Let’s now try pushing the variable latency multiplier through the flow with the same clock constraint.
% mkdir $TOPDIR/asic/build-var
% cd $TOPDIR/asic/build-var
% ../configure --design ../designs/IntMulVarLatRTL
% make info
% make synopsys-dc-synthesis
% make cadence-innovus-place-route
% make summarize-results
You will see that the variable-latency multiplier cannot meet timing with
a 0.5ns clock period, so you will need to respin the design with a longer
clock period. Try using 0.5ns. Don’t forget to use make clean-all
before reconfiguring and to use make info
to make sure you have things
setup correctly. Explore the critical path in more detail using the
reports from Cadence Innovus.
To Do On Your Own: Highlight the critical path on the datapath diagram for the variable-latency multiplier. Annotate each component along the critical path with a rough estimate of its delay in picoseconds. Don’t forget to estimate the register clock-to-q delay and the register setup time. What components are consuming the most time along the critical path?
Evaluating Area
Now that we have evaluated the cycle time, we can move on to evaluating the area. The post-place-and-route area report provides us the number of standard-cell instances and the area in square um for each component in our design.

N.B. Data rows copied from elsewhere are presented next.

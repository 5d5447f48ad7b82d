//! Training-loop orchestration for a masked-language-model neuron in a
//! peer-scored distributed learning network.
//!
//! The crate owns the scheduling and consensus logic only: when to emit+sync
//! with peers, how learned trust scores fold into the shared weight
//! distribution, and when the best-performing model state is checkpointed.
//! Model architecture, tokenization, datasets, and the wire protocol stay
//! behind the collaborator traits in [`synapse`].

pub mod checkpoint;
pub mod config;
pub mod consensus;
pub mod error;
pub mod metrics;
pub mod neuron;
pub mod schedule;
pub mod state;
pub mod synapse;

pub use checkpoint::{CheckpointDraft, CheckpointRecord, CheckpointStore};
pub use config::NeuronConfig;
pub use consensus::{WeightConsensus, WeightVector, WeightsHandle};
pub use error::{NeuronErr, Result};
pub use metrics::NeuronMetrics;
pub use neuron::Neuron;
pub use schedule::{SyncCursor, SyncSchedule};
pub use state::TrainingState;
pub use synapse::{BatchOutput, BatchSource, ModelSnapshot, Network, Split, Synapse};
//! End-to-end tests for the `cb` binary

use assert_cmd::Command;
use predicates::prelude::*;
use tempfile::TempDir;

/// Run `cb` against an explicit config so no user config leaks in
fn cb(temp: &TempDir, config: &str) -> Command {
    let path = temp.path().join("cookbook.yml");
    std::fs::write(&path, config).unwrap();

    let mut cmd = Command::cargo_bin("cb").unwrap();
    cmd.current_dir(temp.path()).env("NO_COLOR", "1").arg("--config").arg(path);
    cmd
}

#[test]
fn test_list_seed_recipes() {
    let temp = TempDir::new().unwrap();
    cb(&temp, "seed: true\n")
        .arg("list")
        .assert()
        .success()
        .stdout(predicate::str::contains("Омлет с овощами"))
        .stdout(predicate::str::contains("Салат Цезарь"))
        .stdout(predicate::str::contains("Паста Карбонара"));
}

#[test]
fn test_list_without_seed() {
    let temp = TempDir::new().unwrap();
    cb(&temp, "seed: false\n")
        .arg("list")
        .assert()
        .success()
        .stdout(predicate::str::contains("No recipes found"));
}

#[test]
fn test_list_by_category() {
    let temp = TempDir::new().unwrap();
    cb(&temp, "seed: true\n")
        .args(["list", "--category", "ужин"])
        .assert()
        .success()
        .stdout(predicate::str::contains("Паста Карбонара"))
        .stdout(predicate::str::contains("Салат Цезарь").not());
}

#[test]
fn test_search_json() {
    let temp = TempDir::new().unwrap();
    let output = cb(&temp, "seed: true\n")
        .args(["search", "ЯЙЦА", "--format", "json"])
        .output()
        .unwrap();
    assert!(output.status.success());

    let recipes: serde_json::Value = serde_json::from_slice(&output.stdout).unwrap();
    let ids: Vec<u64> = recipes
        .as_array()
        .unwrap()
        .iter()
        .map(|r| r["id"].as_u64().unwrap())
        .collect();
    assert_eq!(ids, vec![1, 3]);
}

#[test]
fn test_show_missing_recipe_fails() {
    let temp = TempDir::new().unwrap();
    cb(&temp, "seed: true\n")
        .args(["show", "99"])
        .assert()
        .failure()
        .stderr(predicate::str::contains("Recipe not found: 99"));
}

#[test]
fn test_show_recipe() {
    let temp = TempDir::new().unwrap();
    cb(&temp, "seed: true\n")
        .args(["show", "2"])
        .assert()
        .success()
        .stdout(predicate::str::contains("Салат Цезарь"))
        .stdout(predicate::str::contains("Куриная грудка: 200 г"))
        .stdout(predicate::str::contains("1. Обжарить куриную грудку"));
}

#[test]
fn test_add_recipe() {
    let temp = TempDir::new().unwrap();
    cb(&temp, "seed: true\n")
        .args([
            "add",
            "--title",
            "Сырники",
            "--category",
            "breakfast",
            "--minutes",
            "25",
            "-i",
            "Творог, 400, г",
            "-i",
            "Яйца, 1, шт",
            "-s",
            "Смешать",
            "-s",
            "Обжарить",
        ])
        .assert()
        .success()
        .stdout(predicate::str::contains("Added recipe 4: Сырники"));
}

#[test]
fn test_add_recipe_bad_amount() {
    let temp = TempDir::new().unwrap();
    cb(&temp, "seed: true\n")
        .args([
            "add", "--title", "Сырники", "--category", "breakfast", "--minutes", "25", "-i", "Творог, много, г", "-s",
            "Смешать",
        ])
        .assert()
        .failure()
        .stderr(predicate::str::contains("Творог"));
}

#[test]
fn test_day_with_assignment() {
    let temp = TempDir::new().unwrap();
    cb(&temp, "seed: true\n")
        .args(["day", "2024-05-06", "--assign", "dinner=3", "--assign", "dinner=2"])
        .assert()
        .success()
        .stdout(predicate::str::contains("Menu for 06.05.2024"))
        .stdout(predicate::str::contains("dinner: Салат Цезарь"))
        .stdout(predicate::str::contains("breakfast: not planned"));
}

#[test]
fn test_day_unknown_recipe_fails() {
    let temp = TempDir::new().unwrap();
    cb(&temp, "seed: true\n")
        .args(["day", "2024-05-06", "--assign", "lunch=7"])
        .assert()
        .failure()
        .stderr(predicate::str::contains("Recipe not found: 7"));
}

#[test]
fn test_week_starts_on_configured_day() {
    let temp = TempDir::new().unwrap();
    let output = cb(&temp, "week-start: sunday\n")
        .args(["week", "2024-05-09", "--format", "json"])
        .output()
        .unwrap();
    assert!(output.status.success());

    let days: serde_json::Value = serde_json::from_slice(&output.stdout).unwrap();
    let days = days.as_array().unwrap();
    assert_eq!(days.len(), 7);
    assert_eq!(days[0]["date"], "2024-05-05");
    assert!(days[0]["lunch"].is_null());
}

#[test]
fn test_shopping_list() {
    let temp = TempDir::new().unwrap();
    cb(&temp, "seed: true\n")
        .args([
            "shopping",
            "2024-05-06",
            "--assign",
            "breakfast=1",
            "--assign",
            "2024-05-07:dinner=3",
        ])
        .assert()
        .success()
        .stdout(predicate::str::contains("Яйца 5 шт"))
        .stdout(predicate::str::contains("Бекон 150 г"));
}

#[test]
fn test_shopping_days_limit() {
    let temp = TempDir::new().unwrap();
    cb(&temp, "seed: true\n")
        .args(["shopping", "2024-05-06", "--days", "1", "--assign", "2024-05-07:dinner=3"])
        .assert()
        .success()
        .stdout(predicate::str::contains("Nothing planned"));
}

#[test]
fn test_shopping_huge_day_count_rejected() {
    let temp = TempDir::new().unwrap();
    cb(&temp, "seed: true\n")
        .args(["shopping", "2024-05-06", "--days", "4000000000"])
        .assert()
        .failure()
        .stderr(predicate::str::contains("--days"));
}

#[test]
fn test_invalid_date_rejected() {
    let temp = TempDir::new().unwrap();
    cb(&temp, "seed: true\n")
        .args(["day", "06.05.2024"])
        .assert()
        .failure()
        .stderr(predicate::str::contains("YYYY-MM-DD"));
}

% cd $TOPDIR/asic/build-fixed
% cat 6-cadence-innovus-place-route/reports/signoff.area.rpt
% cd $TOPDIR/asic/build-var
% cat 6-cadence-innovus-place-route/reports/signoff.area.rpt
To Do On Your Own: Highlight the critical path on the datapath diagram for the variable-latency multiplier. Annotate each component in the datapath diagram with a rough estimate of its area in square um. What components are consuming the most area? Compare the area between the fixed and variable latency multipliers. Where is the area overhead coming from?